The bear of a man slammed his fist down on the table. Across the hazy room, a Rotbringer of Nurgle lifted his head slightly, before lowering it again to the conversation he was having with a Stormcast Liberator and a Kharadron Endrinrigger, the three co-employed mercantile guards likely all too accustomed to outbursts in drinking establishments.

Pointing his finger at me, Aahden corrected my terminology. “Tha’ is Captain Cainlock to ye, lad. Don’t ye forget.” After a brief pause, and a puff from his Synder cigar, Aahden relaxed a touch. “Tell ye what lad, d’scribe me a color that don’t exist yet.”

I fumbled with words, taken aback by his question.

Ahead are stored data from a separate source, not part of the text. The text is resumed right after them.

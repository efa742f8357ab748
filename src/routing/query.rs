//! Turning a model reply into a vector search query

use crate::protocol::Context;
use crate::vector::VectorSearchClientRequest;

/// Derives the vector query from the model's free-text reply
pub trait ModelToVectorQueryConverter: Send + Sync {
    fn convert(&self, model_response: &str, context: &Context) -> VectorSearchClientRequest;
}

/// Uses the reply verbatim as the query
#[derive(Debug, Clone, Copy, Default)]
pub struct NoOpModelToVectorQueryConverter;

impl ModelToVectorQueryConverter for NoOpModelToVectorQueryConverter {
    fn convert(&self, model_response: &str, context: &Context) -> VectorSearchClientRequest {
        VectorSearchClientRequest::new(model_response, context.clone())
    }
}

“I…uh. I can’t. Can you?,” I stumbled.

Another puff from that disgusting cigar, and the old captain nodded. He called for the bar wench, and ordered a pint of Abyssal Lager. I’d known Aahden for only a brief period, but I had come to know his mannerisms. During all of our sessions, he only ever ordered that drink when he needed to remember with better clarity, or he was recalling a traumatic event.

His face told me this would be both of those contingencies.

Aahden leaned in. “Lad, I can d’scribe a color that don’t exist. Or a word with no let’rs. How’s about time that don’t move? Or lands where ta ocean an’ the sky mingle but never meet. Things that’d freeze ye hot an’ burn ye frozen solid.”

He paused. I looked up from my note taking, and my stomach bottomed out. Aahden’s eyes were pitch black. The irises had gone, and no whites were visible. I looked around me. Every patron, every hand, dice, every mote of dust in the air, and every sailor on the docks beyond had stopped moving entirely.

Cainlock stared at me, expressionless.

His next words came In a voice that seemed to belong to a thousand people and wash over me from every direction at once.

“Aye lad. Then let me tell ye of Nehnaxiir.”

The last word made the air shimmer, and I lost consciousness.